The Medicine Of Connection During The Social Isolation Of COVID-19

Lissa Rankin, MD
7 min readJul 26, 2020

The link between community, connection, and optimal health and longevity is well established scientifically, as is the causal relationship between loneliness, social isolation, and disease risk. In normal times, the solution might be obvious. Join a group! Attend a church! Seek social connection through activities like singing, dancing, drumming, and knitting together. We know, for example, that adults with strong, healthy social connections are 50% less likely to die prematurely. Yet how do we leverage this powerful medicine in the midst of a pandemic? How do we make sense of public health officials telling us that our community connections, friendships, churches, and other public gathering places are likely to make us sick, rather than optimizing our chances of relaxing our nervous systems, fending off disease, and living long, healthy, love-filled, connected lives?

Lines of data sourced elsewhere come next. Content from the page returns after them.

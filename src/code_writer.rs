/// Number of spaces per indentation level
const INDENT_SIZE: usize = 4;

/// A writer for generating Rust source with uniform indentation.
///
/// Lines are separated by `\n`; the last line is not terminated.
pub struct CodeWriter {
  /// Rendered text so far
  buffer: String,
  /// Current indentation level
  indent_level: usize,
  /// Whether nothing has been written yet
  at_start: bool,
}

impl CodeWriter {
  /// Create a new, empty CodeWriter
  pub fn new() -> Self {
    Self {
      buffer: String::new(),
      indent_level: 0,
      at_start: true,
    }
  }

  /// Increase the indentation level
  pub fn indent(&mut self) {
    self.indent_level += 1;
  }

  /// Decrease the indentation level
  pub fn dedent(&mut self) {
    if self.indent_level > 0 {
      self.indent_level -= 1;
    }
  }

  fn start_line(&mut self) {
    if !self.at_start {
      self.buffer.push('\n');
    }
    self.at_start = false;
  }

  /// Write every line of `content` prefixed with the current indentation.
  ///
  /// Blank lines inside `content` are indented too; empty `content` writes a
  /// blank line.
  pub fn write_lines(&mut self, content: &str) {
    if content.is_empty() {
      self.newline();
      return;
    }

    let indent = " ".repeat(self.indent_level * INDENT_SIZE);

    for line in content.lines() {
      self.start_line();
      self.buffer.push_str(&indent);
      self.buffer.push_str(line);
    }
  }

  /// Write a blank line
  pub fn newline(&mut self) {
    self.start_line();
  }

  /// Begin a module definition
  pub fn begin_module(&mut self, name: &str) {
    self.write_lines(&format!("mod {} {{", name));
    self.indent();
  }

  /// End a module definition
  pub fn end_module(&mut self) {
    self.dedent();
    self.write_lines("}");
  }

  /// Consume the CodeWriter and return the rendered text
  pub fn finish(self) -> String {
    self.buffer
  }
}

impl Default for CodeWriter {
  fn default() -> Self {
    Self::new()
  }
}
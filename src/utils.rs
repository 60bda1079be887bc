/// 1-based line number of the byte offset `pos` in `text`
pub fn line_number_at(text: &str, pos: usize) -> usize {
  let pos = pos.min(text.len());
  text.as_bytes()[..pos].iter().filter(|&&b| b == b'\n').count() + 1
}

/// Position of the first byte after the line break following `pos`, clamped to
/// the end of `text`
pub fn next_line_start(text: &str, pos: usize) -> usize {
  match text.get(pos..).and_then(|rest| rest.find('\n')) {
    Some(offset) => pos + offset + 1,
    None => text.len(),
  }
}
// Extracts the example code blocks of a README into generated test modules

mod code_writer;
mod config;
mod error;
pub mod extractor;
pub mod formatter;
mod runner;
mod utils;

pub use code_writer::CodeWriter;
pub use config::ExtractConfig;
pub use error::{ExtractError, Result};
pub use extractor::{extract_examples, find_example_section, CodeBlock, CodeBlocks, DEFAULT_LANGUAGE};
pub use formatter::{format_example_tests, write_example_tests, GENERATED_FILE_HEADER};
pub use runner::run;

The data shows us that people who attend spiritual services live up to 7–10 years longer, but what if the church or temple becomes a hotbed of contagion? We know from good data that air pollution increases your chance of dying by 6%, obesity by 23%, alcohol abuse by 37%, and loneliness by a whopping 45%. Loneliness is as dangerous for your health as smoking 15 cigarettes per day. Researcher Robert Waldinger, who has been tracking the Harvard Men’s Study — 700 men over 75 years — found universally that “the people who fared the best were the people who leaned into relationships — with family, with friends, with community.”

This pandemic of loneliness is why I started the Healing Soul Tribe 2 ½ years ago, to try to bring people together online in a healthy community of people who will accept and support each other, no matter what. This community originated with the intention of being a community of practice, purpose, and belonging who were working through the Six Steps To Healing Yourself, the pathway to optimal physical, mental, and spiritual wellbeing based on my book Mind Over Medicine. Given that we’re still being asked to keep our distance from others, we want to make this safe, virtual community as accessible as possible to anyone who feels ready to do a deep dive into healing work in community. We’re offering a free 30-day trial to anyone who wants to deepen into presence with others in a safe, non-polarizing online community that gathers twice a month on teleclasses.

Join us free here.

We Have To Get Through This TOGETHER

I’m not the only one who has been tracking this pandemic of loneliness, and as a doctor who takes public health seriously, longing to be part of the solution. The publication of the recent book put out by our 19th Surgeon General under Obama, Vivek Murthy, MD, couldn’t be more timely. His book Together: The Healing Power of Human Connection In A Sometimes Lonely World details the health risks of loneliness and the health benefits of community and connection. According to Dr. Murthy, it’s not just any connection that matters. The connections that heal require a feeling of being loved, of belonging, of being accepted just as you are, of feeling an intimacy that arises from shared vulnerability and social risks, of baring your soul and having it witnessed, received, and celebrated. We’ve all had the experience of feeling more lonely in the presence of a crowd of people than we would by ourselves, so it’s not the number of connections you have but the quality of those connections that creates healing.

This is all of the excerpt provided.